The good old
broiler
for fried chicken
:
The most famous GDR word with an American immigrant background
Photo:
Michael Winkler / PantherMedia / IMAGO
When part of the people raged against the German Democratic Republic in autumn 1989, it was an English word that set the tone. Certainly it was also about “dissidents” or “oppositionists”, “enemies of the republic” or “rioters”. But when hundreds of thousands roamed the streets of Leipzig, they shouted something else out of their throats: "We're not hooligans!"
In retrospect, one is all too easily inclined to believe that prior to 1989 a good command of English was only allowed and widespread in eastern Germany among state security spies. As in the case of Rainer Rupp, who was smuggled into NATO headquarters in Brussels under the code name "Topas" in 1983 to listen to phone calls, log conversations, evaluate secret papers - all in English. Incidentally, Topas was the model for the role of GDR border officer Martin Rauch in the series »Germany 83-86-89«.

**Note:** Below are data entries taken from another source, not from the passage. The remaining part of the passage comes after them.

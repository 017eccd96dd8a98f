use std::fs::{self, File};
use std::io::Write;

use schemars::schema_for;
use splitpad::config::{
    layout::{KeyLayout, Keymap},
    EngineConfig,
};

const SCHEMA_DIR: &str = "./rootfs/usr/share/splitpad/schema";

fn main() {
    fs::create_dir_all(SCHEMA_DIR).expect("Failed to create schema directory");

    let schemas = [
        ("config.json", schema_for!(EngineConfig)),
        ("layout.json", schema_for!(KeyLayout)),
        ("keymap.json", schema_for!(Keymap)),
    ];
    for (name, schema) in schemas {
        let mut file =
            File::create(format!("{SCHEMA_DIR}/{name}")).expect("Failed to create schema file");
        write!(
            file,
            "{}",
            serde_json::to_string_pretty(&schema).expect("Failed to serialize schema")
        )
        .expect("Failed to write schema");
    }
}
use std::fmt;

use serde::{Deserialize, Serialize};

/// Maximum number of contacts a single [Frame] can hold
pub const MAX_CONTACTS: usize = 5;

/// Identity of the HID interface a report was read from
#[derive(Debug, Clone, Copy, PartialEq, Eq, Hash, Default, Serialize, Deserialize)]
pub struct DeviceDescriptor {
    pub vendor_id: u16,
    pub product_id: u16,
    pub usage_page: u16,
    pub usage: u16,
}

impl DeviceDescriptor {
    pub fn new(vendor_id: u16, product_id: u16, usage_page: u16, usage: u16) -> Self {
        Self {
            vendor_id,
            product_id,
            usage_page,
            usage,
        }
    }
}

impl fmt::Display for DeviceDescriptor {
    fn fmt(&self, f: &mut fmt::Formatter<'_>) -> fmt::Result {
        write!(
            f,
            "{:04x}:{:04x} ({:04x}/{:04x})",
            self.vendor_id, self.product_id, self.usage_page, self.usage
        )
    }
}

/// A raw input report as read from the device. Only lives for the duration
/// of a decode.
#[derive(Debug, Clone, Copy)]
pub struct RawReport<'a> {
    pub bytes: &'a [u8],
    pub descriptor: DeviceDescriptor,
}

impl<'a> RawReport<'a> {
    pub fn new(bytes: &'a [u8], descriptor: DeviceDescriptor) -> Self {
        Self { bytes, descriptor }
    }

    /// Returns the first `len` bytes of the report as a hex string for logging
    pub fn hex_prefix(&self, len: usize) -> String {
        hex_prefix(self.bytes, len)
    }
}

/// Format the first `len` bytes of the given buffer as space separated hex
pub fn hex_prefix(bytes: &[u8], len: usize) -> String {
    bytes
        .iter()
        .take(len)
        .map(|b| format!("{b:02x}"))
        .collect::<Vec<_>>()
        .join(" ")
}

/// Per-contact flag bits. Bits other than tip switch and confidence are kept
/// exactly as the device sent them.
#[derive(Debug, Clone, Copy, PartialEq, Eq, Default, Hash)]
pub struct ContactFlags(pub u8);

impl ContactFlags {
    pub const CONFIDENCE: u8 = 0b0000_0001;
    pub const TIP_SWITCH: u8 = 0b0000_0010;

    pub fn tip_switch(&self) -> bool {
        self.0 & Self::TIP_SWITCH != 0
    }

    pub fn confidence(&self) -> bool {
        self.0 & Self::CONFIDENCE != 0
    }

    /// Returns a copy of the flags with tip switch and confidence set
    pub fn with_touching(self) -> Self {
        Self(self.0 | Self::TIP_SWITCH | Self::CONFIDENCE)
    }
}

/// One touch point within a [Frame]
#[derive(Debug, Clone, Copy, PartialEq, Eq, Default)]
pub struct Contact {
    pub id: u8,
    pub x: u16,
    pub y: u16,
    pub flags: ContactFlags,
    /// Raw pressure byte. Not physically calibrated.
    pub pressure: Option<u8>,
    /// Raw lifecycle byte. Only partially understood, passed through as-is.
    pub phase: Option<u8>,
}

/// A single decoded report in the canonical shape consumed by the engine.
/// Contacts live in a fixed-capacity array so decoding never allocates.
#[derive(Debug, Clone, Copy, PartialEq, Eq)]
pub struct Frame {
    pub report_id: u8,
    contacts: [Contact; MAX_CONTACTS],
    occupied: u8,
    /// Number of contacts the device claims are on the surface. This is
    /// authoritative and may differ from the number of occupied slots.
    pub contact_count: u8,
    /// Device tick counter, not wall-clock
    pub scan_time: u16,
    pub is_button_clicked: bool,
    /// Monotonic receive time in microseconds
    pub arrival_timestamp: u64,
}

impl Default for Frame {
    fn default() -> Self {
        Self {
            report_id: 0,
            contacts: [Contact::default(); MAX_CONTACTS],
            occupied: 0,
            contact_count: 0,
            scan_time: 0,
            is_button_clicked: false,
            arrival_timestamp: 0,
        }
    }
}

impl Frame {
    pub fn new(report_id: u8, arrival_timestamp: u64) -> Self {
        Self {
            report_id,
            arrival_timestamp,
            ..Default::default()
        }
    }

    /// Append a contact. Returns false if the frame is already full.
    pub fn push(&mut self, contact: Contact) -> bool {
        let idx = self.occupied as usize;
        let Some(slot) = self.contacts.get_mut(idx) else {
            return false;
        };
        *slot = contact;
        self.occupied += 1;
        true
    }

    /// The occupied contacts in slot order
    pub fn contacts(&self) -> &[Contact] {
        &self.contacts[..self.occupied as usize]
    }

    pub fn contacts_mut(&mut self) -> &mut [Contact] {
        &mut self.contacts[..self.occupied as usize]
    }

    pub fn len(&self) -> usize {
        self.occupied as usize
    }

    pub fn is_empty(&self) -> bool {
        self.occupied == 0
    }

    /// Set the reported contact count, clamped to the frame capacity
    pub fn set_contact_count(&mut self, count: u8) {
        self.contact_count = count.min(MAX_CONTACTS as u8);
    }
}
pub mod oneshot;

use std::{future::Future, time::Duration};

use thiserror::Error;

#[derive(Error, Debug, PartialEq, Eq)]
pub enum ReceiveTimeoutError {
    #[error("timed out waiting for message")]
    Timeout,
    #[error("channel closed")]
    Closed,
}

/// Channel receivers that can timeout when receiving messages
pub trait TimeoutReceiver<T> {
    fn recv_timeout(
        &mut self,
        timeout: Duration,
    ) -> impl Future<Output = Result<T, ReceiveTimeoutError>> + Send;
}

For a long time, English was not only the lingua franca among allies of the USA, international trade, the United Nations and the peace movement. It had also developed into the "lingua franca" between individual states in the Warsaw Pact. At the same time, there was growing unease about the creeping "Americanization", the cultural influence of the USA. In the whole of Germany one oscillated between enthusiasm for America and America skepticism.
How close the two were, I also experienced in my childhood in the West: what we were proud of everything that came from the USA -
Apple Macintosh computers, Nike sneakers, Cherry Coke.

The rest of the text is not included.